Look through the entries for the string "usize" and copy every line where it shows up.

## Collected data

Start of Block

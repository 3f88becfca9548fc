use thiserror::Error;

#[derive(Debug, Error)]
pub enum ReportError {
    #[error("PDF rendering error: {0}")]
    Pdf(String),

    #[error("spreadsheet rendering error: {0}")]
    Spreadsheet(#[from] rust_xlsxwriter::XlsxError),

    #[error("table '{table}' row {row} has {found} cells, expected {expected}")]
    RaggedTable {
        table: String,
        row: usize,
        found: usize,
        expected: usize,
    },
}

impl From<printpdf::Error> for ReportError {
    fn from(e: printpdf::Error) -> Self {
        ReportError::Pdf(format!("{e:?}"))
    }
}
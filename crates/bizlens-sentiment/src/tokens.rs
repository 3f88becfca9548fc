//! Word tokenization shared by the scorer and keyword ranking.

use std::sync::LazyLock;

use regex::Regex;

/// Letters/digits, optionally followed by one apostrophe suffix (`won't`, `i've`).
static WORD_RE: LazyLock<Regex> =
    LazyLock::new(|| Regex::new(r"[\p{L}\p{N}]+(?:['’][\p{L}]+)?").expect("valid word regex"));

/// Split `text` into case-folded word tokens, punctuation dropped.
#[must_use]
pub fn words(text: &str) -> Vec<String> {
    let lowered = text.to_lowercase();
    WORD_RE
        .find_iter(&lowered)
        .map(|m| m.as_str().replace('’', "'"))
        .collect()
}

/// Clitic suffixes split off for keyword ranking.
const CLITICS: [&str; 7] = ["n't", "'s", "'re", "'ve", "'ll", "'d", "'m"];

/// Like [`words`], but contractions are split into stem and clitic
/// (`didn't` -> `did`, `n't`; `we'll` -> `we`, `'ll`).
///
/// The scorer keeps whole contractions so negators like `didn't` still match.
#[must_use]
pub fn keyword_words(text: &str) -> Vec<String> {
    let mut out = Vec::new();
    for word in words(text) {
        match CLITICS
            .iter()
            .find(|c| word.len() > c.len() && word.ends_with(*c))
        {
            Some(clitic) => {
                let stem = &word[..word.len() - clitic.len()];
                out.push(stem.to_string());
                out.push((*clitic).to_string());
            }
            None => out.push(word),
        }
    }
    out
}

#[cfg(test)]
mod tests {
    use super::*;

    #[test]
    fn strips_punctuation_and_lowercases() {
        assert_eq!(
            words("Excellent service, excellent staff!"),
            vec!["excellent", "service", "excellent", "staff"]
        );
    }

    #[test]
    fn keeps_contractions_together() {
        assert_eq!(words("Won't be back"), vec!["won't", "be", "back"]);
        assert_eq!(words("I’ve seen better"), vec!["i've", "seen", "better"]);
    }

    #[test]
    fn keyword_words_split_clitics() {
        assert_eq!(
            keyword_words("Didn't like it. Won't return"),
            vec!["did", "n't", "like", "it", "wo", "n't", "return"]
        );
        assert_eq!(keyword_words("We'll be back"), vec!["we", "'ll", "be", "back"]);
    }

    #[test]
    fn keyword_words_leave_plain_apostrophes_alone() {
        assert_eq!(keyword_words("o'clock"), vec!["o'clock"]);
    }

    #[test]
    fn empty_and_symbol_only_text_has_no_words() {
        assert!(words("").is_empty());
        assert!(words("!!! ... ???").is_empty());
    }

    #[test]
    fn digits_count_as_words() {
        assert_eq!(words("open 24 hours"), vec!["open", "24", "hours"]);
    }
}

End of Block

## WRITTEN ANSWER
        row: usize,
        found: usize,
        expected: usize,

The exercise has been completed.